The Pro Football Concussion Report

A Fan's Look at Head Injuries and the Concussion Crisis in Football

Just who does receive the NFLPA’s $22M in healthcare funds each year?

Roger Goodell and Demaurice Smith with CBA in 2011
Roger Goodell and Demaurice Smith with CBA, 2011 (AP)


According to a recent piece, critical of the NFL concussion settlement, journalist Patrick Hruby discovered that the 2011 CBA already makes a substantial amount of healthcare money available to retired players each year at the discretion of the NFLPA. Under the language in the CBA, up-to $22 million of already funded money could be directed to former players with neurological issues.  Instead of as a replacement (as long as litigation continued) for the settlement money as Hruby suggests, the funds could be used as an excellent supplement to the current settlement, immediately available for suffering players while the pending details, approval and administration of the settlement terms are ironed out.

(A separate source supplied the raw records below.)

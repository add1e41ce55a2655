//! The request surface consumed from a transport, and its result shape.
//!
//! A transport turns a wire request into a [`DispatchRequest`] and serialises
//! the returned [`DispatchResponse`] as one of:
//!
//! ```json
//! { "success": true,  "component": "weather-card", "data": { … } }
//! { "success": false, "errorKind": "ValidationError", "message": "…", "details": [ … ] }
//! ```

use serde::ser::SerializeMap;
use serde::{Deserialize, Serialize, Serializer};
use serde_json::{Map, Value};
use tessera_core::{DispatchError, ErrorKind};

/// An incoming intent request.
#[derive(Debug, Clone, Default, PartialEq, Serialize, Deserialize)]
#[serde(rename_all = "camelCase")]
pub struct DispatchRequest {
    pub intent_name: String,
    #[serde(default)]
    pub parameters: Value,
    #[serde(default)]
    pub metadata: Map<String, Value>,
}

impl DispatchRequest {
    pub fn new(intent_name: impl Into<String>, parameters: Value) -> Self {
        Self {
            intent_name: intent_name.into(),
            parameters,
            metadata: Map::new(),
        }
    }

    /// Adds a metadata entry (builder pattern).
    pub fn with_metadata(mut self, key: impl Into<String>, value: impl Into<Value>) -> Self {
        self.metadata.insert(key.into(), value.into());
        self
    }
}

/// The outward result of a dispatch.
#[derive(Debug, Clone, PartialEq)]
pub enum DispatchResponse {
    Success {
        component: String,
        data: Value,
    },
    Failure {
        kind: ErrorKind,
        message: String,
        details: Option<Value>,
    },
}

const GENERIC_MESSAGE: &str = "internal server error";

impl DispatchResponse {
    pub fn success(component: impl Into<String>, data: Value) -> Self {
        Self::Success {
            component: component.into(),
            data,
        }
    }

    /// Builds the caller-facing failure for `err`.
    ///
    /// Outside debug mode internal messages are replaced with a generic one
    /// and `details` are dropped, except for validation errors whose field
    /// list is part of the contract.
    pub fn failure(err: &DispatchError, debug: bool) -> Self {
        let internal = matches!(
            err.kind,
            ErrorKind::InternalError | ErrorKind::MultipleNextInvocationError
        );
        let message = if internal && !debug {
            GENERIC_MESSAGE.to_string()
        } else {
            err.message.clone()
        };
        let details = if debug || err.kind == ErrorKind::ValidationError {
            err.details.clone()
        } else {
            None
        };
        Self::Failure {
            kind: err.kind,
            message,
            details,
        }
    }

    pub fn is_success(&self) -> bool {
        matches!(self, Self::Success { .. })
    }

    pub fn error_kind(&self) -> Option<ErrorKind> {
        match self {
            Self::Failure { kind, .. } => Some(*kind),
            Self::Success { .. } => None,
        }
    }

    pub fn component(&self) -> Option<&str> {
        match self {
            Self::Success { component, .. } => Some(component),
            Self::Failure { .. } => None,
        }
    }

    pub fn data(&self) -> Option<&Value> {
        match self {
            Self::Success { data, .. } => Some(data),
            Self::Failure { .. } => None,
        }
    }

    /// Serialises into the wire shape.
    pub fn to_value(&self) -> Value {
        serde_json::to_value(self).unwrap_or(Value::Null)
    }
}

impl Serialize for DispatchResponse {
    fn serialize<S: Serializer>(&self, serializer: S) -> Result<S::Ok, S::Error> {
        let mut map = serializer.serialize_map(None)?;
        match self {
            Self::Success { component, data } => {
                map.serialize_entry("success", &true)?;
                map.serialize_entry("component", component)?;
                map.serialize_entry("data", data)?;
            }
            Self::Failure {
                kind,
                message,
                details,
            } => {
                map.serialize_entry("success", &false)?;
                map.serialize_entry("errorKind", kind)?;
                map.serialize_entry("message", message)?;
                if let Some(details) = details {
                    map.serialize_entry("details", details)?;
                }
            }
        }
        map.end()
    }
}

#[cfg(test)]
mod tests {
    use super::*;
    use serde_json::json;
    use tessera_core::FieldError;

    #[test]
    fn test_request_wire_form() {
        let req: DispatchRequest = serde_json::from_value(json!({
            "intentName": "get_weather",
            "parameters": { "location": "NYC" },
            "metadata": { "token": "t" }
        }))
        .unwrap();
        assert_eq!(req.intent_name, "get_weather");
        assert_eq!(req.metadata["token"], "t");
    }

    #[test]
    fn test_success_shape() {
        let resp = DispatchResponse::success("weather-card", json!({ "temp": 21 }));
        assert_eq!(
            resp.to_value(),
            json!({ "success": true, "component": "weather-card", "data": { "temp": 21 } })
        );
    }

    #[test]
    fn test_internal_failure_is_sanitised() {
        let err = DispatchError::internal("db password rejected").with_details(json!("trace"));
        let public = DispatchResponse::failure(&err, false).to_value();
        assert_eq!(
            public,
            json!({
                "success": false,
                "errorKind": "InternalError",
                "message": "internal server error"
            })
        );

        let debug = DispatchResponse::failure(&err, true).to_value();
        assert_eq!(debug["message"], "db password rejected");
        assert_eq!(debug["details"], "trace");
    }

    #[test]
    fn test_validation_details_always_public() {
        let err = DispatchError::validation(vec![FieldError::new("location", "is required")]);
        let resp = DispatchResponse::failure(&err, false);
        assert_eq!(resp.error_kind(), Some(ErrorKind::ValidationError));
        assert_eq!(resp.to_value()["details"][0]["path"], "location");
    }
}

According to the CBA Section 5. Joint Contibution Amount:  “. . . The Joint Contribution Amount shall be $55 million for the 2012 League Year, of which $22 million shall be dedicated to healthcare or other benefits, funds, or programs for retired players (including the Former Player Life Improvement Plan as described in Article 64) as determined by the NFLP A.” The annul amount started at $22 million in 2012 and increases 5%  each year (about $1 million per year) for the life of the the 8 year CBA. So whom did the NFLPA distribute the $22 million to in 2012?

In his piece, Hruby said “the NFLPA had not responded in any detail” to his requests for information on the how those funds are being spent. The Former Player Life Improvement Plan, or FPLI (which names the NFL as the administrator)  allows for:

“Neurological Benefit. Eligible former players will receive facilitated access and comprehensive, coordinated evaluation at participating medical centers. Each facility will designate one of its neurologists or neurosurgeons as a point of contact to coordinate and oversee all aspects of an eligible former player’s evaluation.”

Not all former players are eligible to receive benefits from the FPLI, but it seems that a significant number of players could be receiving testing and/or treatment without endangering their participation within the structure of the concussion settlement.   Throughout the concussion litigation, the players union has been noticeably quiet, neither advocating the use of these funds for neurological issues or commenting on the litigation. Mike Florio of NBC Sports’ Pro Football Talk reported that the NFLPA has so far issued a one-sentence statement about the settlement.


“All of the plaintiffs involved are part of our player community, and we look forward to learning more about the settlement.” 


The NFLPA CBA money seems to have even fewer restrictions on it than the settlement money does as far as distribution to former players. From the language in the CBA, (and like the concussion settlement) it appears the money can be used for the benefit of any former player, not just vested retired players. The funds can also be used to treat players who are suffering from less than “severe” cognitive issues as the concussion settlement specifies. If the NFLPA can administer this “Joint Contribution Amount” adequately and use it to focus on neurological issues, it could make a terrific supplement to the settlement.